On the other hand, when measuring on a wet surface,
Further, the measurement was performed after the entire surface of the sample was immersed in water 7. The measurement was performed with a weight of 700
g, 1200 g and 1700 g, and a total of 4
The average of the two measured values was defined as the static friction coefficient _μs . Comparative Example 1 Acrylonitrile-butadiene rubber (NBR) powder [average particle size 50 μm, trade name “Nitrobe” manufactured by Showa Co., Ltd. was used as a powder compounded latex for 100 parts by weight of a rubber solid content of 25% -MG latex (TSC 50%). ]]
A knitted glove made of cotton (anti-slip glove) was obtained in the same manner as in Example 1 except that 100 parts by weight and 200 parts by weight of water were used.

Comparative Example 2 As a powder-containing latex, a natural rubber (NR) powder [average particle size: 45 μm, trade name: Nankai Co., Ltd., based on 100 parts by weight of rubber solid content of 25% -MG latex (TSC: 50%) Hylon "] Cotton knitted gloves (anti-slip gloves) were obtained in the same manner as in Example 1, except that 100 parts by weight and 200 parts by weight of water were added.

Comparative Example 3 As a powder-containing latex, butadiene rubber (BR) powder [average particle size: 280 μm, trade name: Atom Co., Ltd., based on 100% by weight of rubber solid content of 25% -MG latex (TSC: 50%) Rubber Saver "] 100 parts by weight,
A knitted glove made of cotton (anti-slip glove) was obtained in the same manner as in Example 1 except that water added with 200 parts by weight of water was used.

For the knitted gloves obtained in Comparative Examples 1 to 3, the coefficient of static friction was measured in the same manner as in Example 1. Table 1 shows the measurement results of the static friction coefficient in Example 1 and Comparative Examples 1 to 3.

[0035]

[Table 1] As is clear from Table 1, the anti-slip glove of Example 1 has a sufficient grip force on both the dry surface and the wet surface, and has a difference in the coefficient of static friction between when dry and when wet. However, it turned out that it is extremely small compared with the gloves of Comparative Examples 1-3. Example 1
Gloves showed a constant gripping force and gripping property even when the surface condition of the object to be gripped was changed abruptly, thereby ensuring the safety of work.

On the other hand, even though the gloves of Comparative Examples 1 to 3 had a high coefficient of friction in the dry state, the coefficient of friction in the wet state was low and the difference was extremely large.

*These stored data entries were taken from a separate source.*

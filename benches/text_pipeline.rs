//! Benchmarks for the outbound text path
//!
//! Covers pagination of realistic messages, slicing pages into send-text
//! payloads and chunking a burst transfer.

use criterion::{BenchmarkId, Criterion, Throughput, criterion_group, criterion_main};
use lenslink::burst::ChunkEncoder;
use lenslink::config::PaginatorConfig;
use lenslink::protocol::{ScreenStatus, SendTextBuilder};
use lenslink::text::TextPaginator;
use std::hint::black_box;

const SHORT: &str = "Turn left in 200 m onto Harbour Street";

fn long_message() -> String {
    "The quick brown fox jumps over the lazy dog while the glasses keep both lenses in sync. "
        .repeat(12)
}

fn bench_paginate(c: &mut Criterion) {
    let paginator = TextPaginator::new(&PaginatorConfig::default());
    let long = long_message();

    let mut group = c.benchmark_group("paginate");
    for (name, text) in [("short", SHORT), ("long", long.as_str())] {
        group.throughput(Throughput::Bytes(text.len() as u64));
        group.bench_with_input(BenchmarkId::from_parameter(name), text, |b, text| {
            b.iter(|| black_box(paginator.paginate(black_box(text))))
        });
    }
    group.finish();
}

fn bench_send_text_frames(c: &mut Criterion) {
    let paginator = TextPaginator::new(&PaginatorConfig::default());
    let builder = SendTextBuilder::new();
    let pagination = paginator.paginate(&long_message());

    c.bench_function("send_text_frames_mtu_498", |b| {
        b.iter(|| {
            let chunks = pagination.to_byte_arrays(black_box(486));
            let total = chunks.len();
            let frames: Vec<Vec<u8>> = chunks
                .iter()
                .enumerate()
                .map(|(page, chunk)| builder.build(page, total, ScreenStatus::TextShow, chunk))
                .collect();
            black_box(frames)
        })
    });
}

fn bench_burst_chunking(c: &mut Criterion) {
    let encoder = ChunkEncoder::new(180);
    let mut group = c.benchmark_group("burst_chunking");

    for size in [180usize, 4_096, 64 * 1024] {
        let payload = vec![0xA5u8; size];
        group.throughput(Throughput::Bytes(size as u64));
        group.bench_with_input(BenchmarkId::from_parameter(size), &payload, |b, payload| {
            b.iter(|| black_box(encoder.encode(0x01, black_box(payload))))
        });
    }
    group.finish();
}

criterion_group!(benches, bench_paginate, bench_send_text_frames, bench_burst_chunking);
criterion_main!(benches);
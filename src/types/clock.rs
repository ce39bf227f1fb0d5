//! Millisecond clocks shared by the heartbeat and validator loops

use std::time::{SystemTime, UNIX_EPOCH};

/// Source of "now" in milliseconds.
pub trait Clock: Send + Sync + 'static {
    fn now_millis(&self) -> u64;
}

/// Wall clock (Unix epoch milliseconds).
#[derive(Debug, Clone, Copy, Default)]
pub struct SystemClock;

impl Clock for SystemClock {
    fn now_millis(&self) -> u64 {
        SystemTime::now().duration_since(UNIX_EPOCH).map(|d| d.as_millis() as u64).unwrap_or(0)
    }
}

/// Monotonic clock driven by the tokio timer.
///
/// Follows `tokio::time::pause()`/`advance()`, so loops that sleep on the
/// tokio timer and read this clock stay consistent under a paused runtime.
#[derive(Debug, Clone, Copy)]
pub struct TokioClock {
    origin: tokio::time::Instant,
}

impl TokioClock {
    pub fn new() -> Self {
        Self { origin: tokio::time::Instant::now() }
    }
}

impl Default for TokioClock {
    fn default() -> Self {
        Self::new()
    }
}

impl Clock for TokioClock {
    fn now_millis(&self) -> u64 {
        self.origin.elapsed().as_millis() as u64
    }
}
//! Lens identity and per-lens storage

use serde::{Deserialize, Serialize};
use std::fmt;
use std::ops::{Index, IndexMut};

/// One of the two independent peripherals that make up a pair of glasses.
#[derive(Debug, Clone, Copy, PartialEq, Eq, Hash, PartialOrd, Ord, Serialize, Deserialize)]
#[serde(rename_all = "lowercase")]
pub enum Lens {
    Left,
    Right,
}

impl Lens {
    /// Both lenses in a stable order (left first).
    pub const ALL: [Lens; 2] = [Lens::Left, Lens::Right];

    /// The opposite lens.
    pub fn other(self) -> Lens {
        match self {
            Lens::Left => Lens::Right,
            Lens::Right => Lens::Left,
        }
    }

    /// Single-letter label used in console lines.
    pub fn short_label(self) -> &'static str {
        match self {
            Lens::Left => "L",
            Lens::Right => "R",
        }
    }
}

impl fmt::Display for Lens {
    fn fmt(&self, f: &mut fmt::Formatter<'_>) -> fmt::Result {
        match self {
            Lens::Left => f.write_str("left"),
            Lens::Right => f.write_str("right"),
        }
    }
}

/// Destination of an outbound write.
#[derive(Debug, Clone, Copy, PartialEq, Eq, Hash, Serialize, Deserialize)]
#[serde(rename_all = "lowercase")]
pub enum Target {
    Left,
    Right,
    Both,
}

impl Target {
    /// Lenses addressed by this target, left first.
    pub fn lenses(self) -> &'static [Lens] {
        match self {
            Target::Left => &[Lens::Left],
            Target::Right => &[Lens::Right],
            Target::Both => &Lens::ALL,
        }
    }

    pub fn includes(self, lens: Lens) -> bool {
        self.lenses().contains(&lens)
    }
}

impl From<Lens> for Target {
    fn from(lens: Lens) -> Self {
        match lens {
            Lens::Left => Target::Left,
            Lens::Right => Target::Right,
        }
    }
}

/// A value stored once per lens, indexable by [`Lens`].
#[derive(Debug, Clone, Default, PartialEq, Eq, Serialize, Deserialize)]
pub struct PerLens<T> {
    pub left: T,
    pub right: T,
}

impl<T> PerLens<T> {
    pub fn new(left: T, right: T) -> Self {
        Self { left, right }
    }

    /// Build both entries from a per-lens constructor.
    pub fn from_fn(mut f: impl FnMut(Lens) -> T) -> Self {
        Self { left: f(Lens::Left), right: f(Lens::Right) }
    }

    pub fn iter(&self) -> impl Iterator<Item = (Lens, &T)> {
        [(Lens::Left, &self.left), (Lens::Right, &self.right)].into_iter()
    }

    pub fn iter_mut(&mut self) -> impl Iterator<Item = (Lens, &mut T)> {
        [(Lens::Left, &mut self.left), (Lens::Right, &mut self.right)].into_iter()
    }
}

impl<T> Index<Lens> for PerLens<T> {
    type Output = T;

    fn index(&self, lens: Lens) -> &T {
        match lens {
            Lens::Left => &self.left,
            Lens::Right => &self.right,
        }
    }
}

impl<T> IndexMut<Lens> for PerLens<T> {
    fn index_mut(&mut self, lens: Lens) -> &mut T {
        match lens {
            Lens::Left => &mut self.left,
            Lens::Right => &mut self.right,
        }
    }
}

#[cfg(test)]
mod tests {
    use super::*;

    #[test]
    fn both_target_covers_each_lens_once() {
        assert_eq!(Target::Both.lenses(), &[Lens::Left, Lens::Right]);
        assert!(Target::Left.includes(Lens::Left));
        assert!(!Target::Left.includes(Lens::Right));
        assert_eq!(Target::from(Lens::Right), Target::Right);
    }

    #[test]
    fn per_lens_indexing_and_iteration() {
        let mut counts = PerLens::from_fn(|lens| if lens == Lens::Left { 1 } else { 2 });
        counts[Lens::Right] += 10;
        assert_eq!(counts[Lens::Left], 1);
        assert_eq!(counts[Lens::Right], 12);
        let collected: Vec<_> = counts.iter().map(|(lens, v)| (lens, *v)).collect();
        assert_eq!(collected, vec![(Lens::Left, 1), (Lens::Right, 12)]);
    }

    #[test]
    fn lens_display_is_lowercase() {
        assert_eq!(Lens::Left.to_string(), "left");
        assert_eq!(Lens::Right.other(), Lens::Left);
        assert_eq!(Lens::Right.short_label(), "R");
    }
}
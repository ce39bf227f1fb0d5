//! Outbound text layout

mod paginator;

pub use paginator::{FixedAdvance, Packet, Pagination, TextMeasurer, TextPaginator};
/// `2B 69 <silent> <state>`; a length-form `0x69` payload is ordinary status.
fn silent_state(frame: &Frame) -> Vec<EventKind> {
    if frame.status != Some(SUB_SILENT_STATE) {
        return device_status(frame);
    }
    let Some(state) = decode_silent_state(frame) else {
        return Vec::new();
    };
    let mut events = Vec::new();
    if let Some(flags) = state.flags {
        events.push(EventKind::State { flags, silent_state: state.state_code });
    }
    let update = CaseUpdate {
        silent_mode: state.silent_mode,
        lid_open: state.flags.map(|f| f.case_open),
        charging: state.flags.map(|f| f.charging),
        ..CaseUpdate::default()
    };
    if !update.is_empty() {
        events.push(EventKind::Case(update));
    }
    events
}

fn battery(frame: &Frame) -> Vec<EventKind> {
    let status = decode_battery(frame);
    let info = decode_battery_info(frame);
    let case = decode_case_battery(frame);
    let case_percent = status
        .and_then(|(_, case_percent)| case_percent)
        .or_else(|| case.and_then(|c| c.battery_percent));

    let mut events = Vec::new();
    if status.is_some() || info.is_some() {
        events.push(EventKind::Battery {
            battery_percent: status.and_then(|(primary, _)| primary),
            case_battery_percent: case_percent,
            info,
        });
    }
    let charging = case.and_then(|c| c.charging);
    let voltage_mv = case.and_then(|c| c.voltage_mv);
    if case_percent.is_some() || charging.is_some() || voltage_mv.is_some() {
        events.push(EventKind::Case(CaseUpdate {
            battery_percent: case_percent,
            charging,
            voltage_mv,
            ..CaseUpdate::default()
        }));
    }
    events
}

fn environment(frame: &Frame) -> Vec<EventKind> {
    let mut events = vec![EventKind::Environment(decode_environment(frame))];
    if frame.opcode == OP_LENS_SERIAL || frame.opcode == OP_FRAME_SERIAL {
        events.push(EventKind::Serial(decode_serial(frame)));
    }
    events
}

fn uptime(frame: &Frame) -> Vec<EventKind> {
    decode_uptime(frame).map(|seconds| EventKind::Uptime { seconds }).into_iter().collect()
}

fn system_ack(frame: &Frame) -> Vec<EventKind> {
    decode_system_ack(frame).map(EventKind::Ack).into_iter().collect()
}

fn system_command(frame: &Frame) -> Vec<EventKind> {
    vec![EventKind::SystemCommand(decode_system_command(frame))]
}

fn firmware(frame: &Frame) -> Vec<EventKind> {
    decode_firmware(frame)
        .map(|version| {
            EventKind::Vitals(DeviceVitals {
                firmware_version: Some(version),
                ..Default::default()
            })
        })
        .into_iter()
        .collect()
}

When the surface condition of the
Changes in grip force and gripping property were large, and work safety was not obtained.

[Brief description of the drawings]

FIG. 1 is a schematic diagram showing a method for measuring a static friction coefficient in a dry state.

FIG. 2 is a schematic diagram showing a method of measuring a static friction coefficient when wet.

Claims (4)

[Claims] 1. A glove body made of a knitted or woven fabric,
A non-slip glove having a film formed using a rubber latex or a resin emulsion mixed with a spherical ceramic powder. 2. The spherical ceramic powder has an average particle diameter of 10 to 1
The non-slip glove according to claim 1, which has a thickness of 00 µm. 3. The non-slip processing according to claim 1, wherein the compounding amount of the spherical ceramic powder is 10 to 100 parts by weight based on 100 parts by weight of the rubber solid content of the rubber latex or the resin solid content of the resin emulsion. gloves. 4. The non-slip glove according to claim 1, wherein the difference in the coefficient of static friction between the dry state and the wet state of the coating is 0.05 or less.